=== About this exercise ===
Pull out from the material below all lines with "clusters".

=== Material supplied ===
use std::time::Instant;

use log::{debug, trace};

use super::{add_successor_pairs, PropagationStrategy};
use crate::hierarchy::{Duals, Level};
use crate::lp::TransportLpSolver;
use crate::plan::{TransportPlan, TransportPlanSolutions};

/// Generator of alternative solutions at the previous scale, run before the
/// primary solution is propagated. Alternatives are appended to `previous`.
pub trait AlternateSolutions {
    fn compute_alternate_solutions(
        &mut self,
        _solver: &mut TransportLpSolver,
        _previous: &mut TransportPlanSolutions<'_>,
        _p: f64,
        _last_scale: bool,
    ) {
    }
}

/// Computes no alternatives
#[derive(Debug, Clone, Copy, Default)]
pub struct NoAlternates;

impl AlternateSolutions for NoAlternates {}

/// Propagation through the children of the previously used arcs.
///
/// At the first pair of levels every pair of nodes becomes an arc. Afterwards the
/// children of every arc with positive weight are connected and solved, then the
/// arcs around each used arc of the previous primary and alternative solutions are
/// added within `expansion_factor` times the local node radii, and the LP is
/// solved again from the first solution.
#[derive(Debug, Clone, Default)]
pub struct NeighborhoodPropagation<A = NoAlternates> {
    pub expansion_factor: f64,
    pub alternates: A,
}

impl NeighborhoodPropagation<NoAlternates> {
    pub fn new(expansion_factor: f64) -> Self {
        NeighborhoodPropagation {
            expansion_factor,
            alternates: NoAlternates,
        }
    }
}

impl<A> NeighborhoodPropagation<A> {
    pub fn with_alternates(expansion_factor: f64, alternates: A) -> Self {
        NeighborhoodPropagation {
            expansion_factor,
            alternates,
        }
    }

    /// Adds the children of the used arcs of `previous` to `plan`. With a positive
    /// `r_factor` the children of all node pairs around each arc are used. New
    /// arcs get a column in `solver` when one is given.
    fn ball_neighborhood<'h>(
        plan: &mut TransportPlan<'h>,
        previous: &TransportPlan<'h>,
        r_factor: f64,
        p: f64,
        mut solver: Option<&mut TransportLpSolver>,
    ) -> usize {
        let (source, target) = (previous.source, previous.target);
        let mut added = Vec::new();
        for path in previous.positive() {
            if r_factor > 0.0 {
                let from = source.neighborhood(path.from, source.node(path.from).local_radius * r_factor);
                let to = target.neighborhood(path.to, target.node(path.to).local_radius * r_factor);
                for &f in from.iter() {
                    for &t in to.iter() {
                        added.extend(add_successor_pairs(plan, &source, &target, f, t, p));
                    }
                }
            } else {
                added.extend(add_successor_pairs(plan, &source, &target, path.from, path.to, p));
            }
        }

        if let Some(solver) = solver.as_deref_mut() {
            for path in added.iter() {
                solver.add_path_column(path);
            }
        }
        added.len()
    }
}

impl<A> PropagationStrategy for NeighborhoodPropagation<A>
where
    A: AlternateSolutions,
{
    fn propagate<'h>(
        &mut self,
        solver: &mut TransportLpSolver,
        source: Level<'h>,
        target: Level<'h>,
        previous: Option<&mut TransportPlanSolutions<'h>>,
        duals: &mut Duals,
        p: f64,
        last_scale: bool,
    ) -> TransportPlanSolutions<'h> {
        let previous = match previous {
            Some(previous) => previous,
            None => {
                let start = Instant::now();
                let mut plan = TransportPlan::complete(source, target, p);
                plan.time_propagate += start.elapsed();
                debug!("solving complete problem with {} arcs", plan.n_paths());
                solver.solve(&mut plan, duals, p);
                return TransportPlanSolutions::new(plan);
            }
        };

        self.alternates
            .compute_alternate_solutions(solver, previous, p, last_scale);

        let mut plan = TransportPlan::new(source, target);
        let t1 = Instant::now();
        let n_children = Self::ball_neighborhood(&mut plan, &previous.primary, 0.0, p, None);
        solver.create_lp(&plan);
        let t2 = Instant::now();
        solver.solve_lp();
        let t3 = Instant::now();

        let combined = previous.combined_paths();
        let n_expanded =
            Self::ball_neighborhood(&mut plan, &combined, self.expansion_factor, p, Some(solver));
        let t4 = Instant::now();
        solver.solve_lp();
        let t5 = Instant::now();

        plan.time_solve += (t3 - t2) + (t5 - t4);
        plan.time_propagate += (t2 - t1) + (t4 - t3);
        solver.store_lp(&mut plan, duals, p);
        trace!(
            "propagated {} child arcs and {} expanded arcs, cost {}",
            n_children,
            n_expanded,
            plan.cost
        );
        TransportPlanSolutions::new(plan)
    }
}
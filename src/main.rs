use std::fs::File;
use std::io::{self, BufWriter};
use std::path::PathBuf;
use std::time::Instant;

use clap::Parser;
use log::info;

use multiscale_transport::{Coupling, MultiscaleTransport, PointSet, Result, TransportConfig};

/// Multiscale optimal transport between two weighted point sets.
///
/// Point sets are JSON files `{"points": [[x, y, ..], ..], "masses": [..]}`, masses
/// are optional. The coupling at the finest scale is written as
/// `source, target, weight` lines.
#[derive(Parser, Debug)]
#[clap(name = "mstransport", version, about)]
struct Args {
    /// Source point set
    source: PathBuf,
    /// Target point set
    target: PathBuf,
    /// JSON transport configuration
    #[clap(short, long)]
    config: Option<PathBuf>,
    /// Coupling output file, stdout if omitted
    #[clap(short, long)]
    output: Option<PathBuf>,
    /// Overrides the cost exponent of the configuration
    #[clap(short)]
    p: Option<f64>,
    /// Cuts both point set hierarchies off after this many levels
    #[clap(long)]
    max_scales: Option<usize>,
}

fn main() -> Result<()> {
    env_logger::init();
    let args = Args::parse();

    let mut config = match &args.config {
        Some(path) => TransportConfig::load(path)?,
        None => TransportConfig::default(),
    };
    if let Some(p) = args.p {
        config.options.p = p;
    }

    let mut source = PointSet::load(&args.source)?.hierarchy(args.max_scales)?;
    let mut target = PointSet::load(&args.target)?.hierarchy(args.max_scales)?;
    info!(
        "source: {} levels, {} points; target: {} levels, {} points",
        source.n_scales(),
        source.finest().len(),
        target.n_scales(),
        target.finest().len()
    );

    let start = Instant::now();
    let mut transport = config.build()?;
    let plans = transport.solve(&mut source, &mut target, &config.options)?;
    let coupling = match plans.last() {
        Some(finest) => {
            info!("transport cost {} in {:?}", finest.cost, start.elapsed());
            Coupling::from_plan(finest)
        }
        None => Coupling::default(),
    };

    match &args.output {
        Some(path) => coupling.write(BufWriter::new(File::create(path)?)),
        None => coupling.write(io::stdout().lock()),
    }
}
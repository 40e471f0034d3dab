use std::fs::File;
use std::io::BufReader;
use std::path::Path;

use float_ord::FloatOrd;
use itertools::Itertools;
use log::debug;
use ndarray::{Array1, Array2, ArrayView1};
use serde::{Deserialize, Serialize};
use typed_index_collections::TiVec;

use super::{builder::link, Hierarchy, Node, NodeIndex};
use crate::error::{Result, TransportError};

impl Hierarchy {
    /// Builds a bisection tree over a weighted point set. Every level splits each
    /// cluster with more than one point at the median of its widest coordinate;
    /// single-point clusters are carried down unchanged so that all leaves sit at
    /// the finest scale. With `max_scales` the tree is cut off after that many
    /// levels and the remaining clusters become leaves.
    ///
    /// Points are rows of `points`. Masses default to one per point.
    pub fn from_points(
        points: &Array2<f64>,
        masses: Option<&[f64]>,
        max_scales: Option<usize>,
    ) -> Result<Hierarchy> {
        let n = points.nrows();
        if n == 0 {
            return Err(TransportError::EmptyLevel { scale: 0 });
        }
        let masses = match masses {
            Some(m) if m.len() != n => {
                return Err(TransportError::MassCountMismatch {
                    points: n,
                    masses: m.len(),
                })
            }
            Some(m) => m.to_vec(),
            None => vec![1.0; n],
        };
        if let Some((index, &mass)) = masses
            .iter()
            .find_position(|m| !(**m >= 0.0) || !m.is_finite())
        {
            return Err(TransportError::InvalidMass { index, mass });
        }

        let max_scales = max_scales.unwrap_or(usize::MAX).max(1);
        let mut clusters: Vec<(Vec<usize>, Option<NodeIndex>)> = vec![((0..n).collect(), None)];
        let mut levels: Vec<TiVec<NodeIndex, Node>> = Vec::new();

        loop {
            let scale = levels.len();
            let level: TiVec<NodeIndex, Node> = clusters
                .iter()
                .enumerate()
                .map(|(i, (members, parent))| cluster_node(points, &masses, members, NodeIndex::from(i), scale, *parent))
                .collect::<Vec<_>>()
                .into();
            levels.push(level);

            if clusters.iter().all(|(m, _)| m.len() == 1) || levels.len() == max_scales {
                break;
            }

            clusters = clusters
                .into_iter()
                .enumerate()
                .flat_map(|(i, (members, _))| {
                    let parent = Some(NodeIndex::from(i));
                    if members.len() > 1 {
                        let (left, right) = bisect(points, members);
                        vec![(left, parent), (right, parent)]
                    } else {
                        vec![(members, parent)]
                    }
                })
                .collect();
        }

        debug!(
            "built bisection hierarchy over {} points with {} levels",
            n,
            levels.len()
        );

        link(levels, points.ncols())
    }
}

/// A weighted point set, stored as `{"points": [[x, y, ..], ..], "masses": [..]}`.
/// Without masses every point weighs one.
#[derive(Debug, Clone, Default, PartialEq, Serialize, Deserialize)]
pub struct PointSet {
    pub points: Vec<Vec<f64>>,
    #[serde(default)]
    pub masses: Option<Vec<f64>>,
}

impl PointSet {
    pub fn load<P: AsRef<Path>>(path: P) -> Result<Self> {
        let reader = BufReader::new(File::open(path)?);
        Ok(serde_json::from_reader(reader)?)
    }

    /// The points as rows of a matrix
    pub fn to_array(&self) -> Result<Array2<f64>> {
        let dimension = self.points.first().map(Vec::len).ok_or(TransportError::EmptyLevel { scale: 0 })?;
        if let Some(row) = self.points.iter().find(|row| row.len() != dimension) {
            return Err(TransportError::DimensionMismatch {
                expected: dimension,
                found: row.len(),
            });
        }
        let flat: Vec<f64> = self.points.iter().flatten().copied().collect();
        Array2::from_shape_vec((self.points.len(), dimension), flat)
            .map_err(|e| TransportError::InvalidHierarchy(e.to_string()))
    }

    /// The bisection hierarchy over the points, see [`Hierarchy::from_points`]
    pub fn hierarchy(&self, max_scales: Option<usize>) -> Result<Hierarchy> {
        Hierarchy::from_points(&self.to_array()?, self.masses.as_deref(), max_scales)
    }
}

fn cluster_node(
    points: &Array2<f64>,
    masses: &[f64],
    members: &[usize],
    index: NodeIndex,
    scale: usize,
    parent: Option<NodeIndex>,
) -> Node {
    let mass: f64 = members.iter().map(|&i| masses[i]).sum();
    let mut center: Array1<f64> = Array1::zeros(points.ncols());
    for &i in members {
        let w = if mass > 0.0 {
            masses[i] / mass
        } else {
            1.0 / members.len() as f64
        };
        center.scaled_add(w, &points.row(i));
    }
    let radius = members
        .iter()
        .map(|&i| point_distance(&center.view(), &points.row(i)))
        .fold(0.0, f64::max);

    Node {
        index,
        scale,
        mass,
        center,
        radius,
        local_radius: 0.0,
        parent,
        children: Vec::new(),
        points: members.to_vec(),
    }
}

fn point_distance(a: &ArrayView1<f64>, b: &ArrayView1<f64>) -> f64 {
    a.iter()
        .zip(b.iter())
        .map(|(x, y)| (x - y) * (x - y))
        .sum::<f64>()
        .sqrt()
}

/// Splits a cluster at the median of its widest coordinate
fn bisect(points: &Array2<f64>, mut members: Vec<usize>) -> (Vec<usize>, Vec<usize>) {
    let dim = (0..points.ncols())
        .max_by_key(|&d| {
            let (lo, hi) = members
                .iter()
                .map(|&i| points[[i, d]])
                .fold((f64::INFINITY, f64::NEG_INFINITY), |(lo, hi), x| (lo.min(x), hi.max(x)));
            FloatOrd(hi - lo)
        })
        .unwrap_or(0);

    members.sort_by_key(|&i| (FloatOrd(points[[i, dim]]), i));
    let right = members.split_off(members.len() / 2);
    (members, right)
}

#[cfg(test)]
mod tests {
    use super::*;
    use ndarray::array;

    #[test]
    fn every_point_ends_in_its_own_leaf() {
        let points = array![[0.0, 0.0], [1.0, 0.0], [0.0, 3.0], [1.0, 3.0], [5.0, 5.0]];
        let h = Hierarchy::from_points(&points, None, None).unwrap();
        let finest = h.finest();
        assert_eq!(finest.len(), 5);
        let mut ids: Vec<_> = finest.nodes().iter().flat_map(|n| n.points.clone()).collect();
        ids.sort_unstable();
        assert_eq!(ids, vec![0, 1, 2, 3, 4]);
        assert_eq!(h.root().len(), 1);
        assert_eq!(h.root().node(NodeIndex::from(0)).mass, 5.0);
    }

    #[test]
    fn radius_bounds_descendants() {
        let points = array![[0.0], [0.1], [0.7], [2.0], [2.2], [3.0], [9.0]];
        let h = Hierarchy::from_points(&points, None, None).unwrap();
        for level in h.levels() {
            for node in level.nodes().iter() {
                for &p in node.points.iter() {
                    let d = (node.center[0] - points[[p, 0]]).abs();
                    assert!(d <= node.radius + 1e-12);
                }
            }
        }
    }

    #[test]
    fn point_sets_parse_and_validate() {
        let set: PointSet = serde_json::from_str(r#"{"points": [[0.0, 1.0], [2.0, 3.0]]}"#).unwrap();
        assert_eq!(set.masses, None);
        assert_eq!(set.to_array().unwrap(), array![[0.0, 1.0], [2.0, 3.0]]);

        let ragged = PointSet {
            points: vec![vec![0.0, 1.0], vec![2.0]],
            masses: None,
        };
        assert!(matches!(
            ragged.to_array(),
            Err(TransportError::DimensionMismatch { expected: 2, found: 1 })
        ));
        assert!(PointSet::default().hierarchy(None).is_err());
    }

    #[test]
    fn max_scales_cuts_the_tree() {
        let points = array![[0.0], [1.0], [2.0], [3.0], [4.0], [5.0], [6.0], [7.0]];
        let h = Hierarchy::from_points(&points, None, Some(2)).unwrap();
        assert_eq!(h.n_scales(), 2);
        assert_eq!(h.finest().len(), 2);
        assert_eq!(h.finest().node(NodeIndex::from(0)).points.len(), 4);
    }

    #[test]
    fn mass_count_must_match() {
        let points = array![[0.0], [1.0]];
        assert!(matches!(
            Hierarchy::from_points(&points, Some(&[1.0]), None),
            Err(TransportError::MassCountMismatch { points: 2, masses: 1 })
        ));
    }
}
use std::collections::BTreeMap;

use itertools::iproduct;
use log::trace;
use ndarray::Array2;

use super::{LpBackend, NetworkSimplexBackend};
use crate::error::{Result, TransportError};

/// Positive entries of a dense transport solve
#[derive(Debug, Clone, Default)]
pub struct DenseSolution {
    pub weights: BTreeMap<(usize, usize), f64>,
    pub objective: f64,
    pub optimal: bool,
}

/// Exact transport between two mass vectors with a full cost matrix, without any
/// hierarchy. Row `i` of `cost` belongs to `from[i]`, column `j` to `to[j]`.
pub struct DenseTransportLp {
    backend: Box<dyn LpBackend>,
}

impl Default for DenseTransportLp {
    fn default() -> Self {
        DenseTransportLp {
            backend: Box::new(NetworkSimplexBackend::new()),
        }
    }
}

impl DenseTransportLp {
    pub fn new(backend: Box<dyn LpBackend>) -> Self {
        DenseTransportLp { backend }
    }

    pub fn solve(&mut self, cost: &Array2<f64>, from: &[f64], to: &[f64]) -> Result<DenseSolution> {
        let (ns, nt) = (from.len(), to.len());
        let (rows, cols) = cost.dim();
        if (rows, cols) != (ns, nt) {
            return Err(TransportError::CostShapeMismatch {
                rows,
                cols,
                sources: ns,
                targets: nt,
            });
        }

        let lp = &mut self.backend;
        lp.create_lp(ns, nt);
        lp.add_rows(ns + nt);
        lp.add_columns(ns * nt);
        for (i, &m) in from.iter().enumerate() {
            lp.set_row_bounds(i, m);
        }
        for (j, &m) in to.iter().enumerate() {
            lp.set_row_bounds(ns + j, -m);
        }
        for (i, j) in iproduct!(0..ns, 0..nt) {
            let col = i * nt + j;
            lp.set_column_coefficients(col, i, ns + j);
            lp.set_column_objective(col, cost[[i, j]]);
        }
        lp.solve_lp();

        let mut solution = DenseSolution {
            objective: lp.objective_value(),
            optimal: lp.is_optimal(),
            ..Default::default()
        };
        for (i, j) in iproduct!(0..ns, 0..nt) {
            let w = lp.column_primal(i * nt + j);
            if w > 0.0 {
                solution.weights.insert((i, j), w);
            }
        }
        trace!(
            "dense transport {} x {}: objective {}, {} positive entries",
            ns,
            nt,
            solution.objective,
            solution.weights.len()
        );
        Ok(solution)
    }
}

=== Exercise solution ===
    /// single-point clusters are carried down unchanged so that all leaves sit at
    /// levels and the remaining clusters become leaves.
        let mut clusters: Vec<(Vec<usize>, Option<NodeIndex>)> = vec![((0..n).collect(), None)];
            let level: TiVec<NodeIndex, Node> = clusters
            if clusters.iter().all(|(m, _)| m.len() == 1) || levels.len() == max_scales {
            clusters = clusters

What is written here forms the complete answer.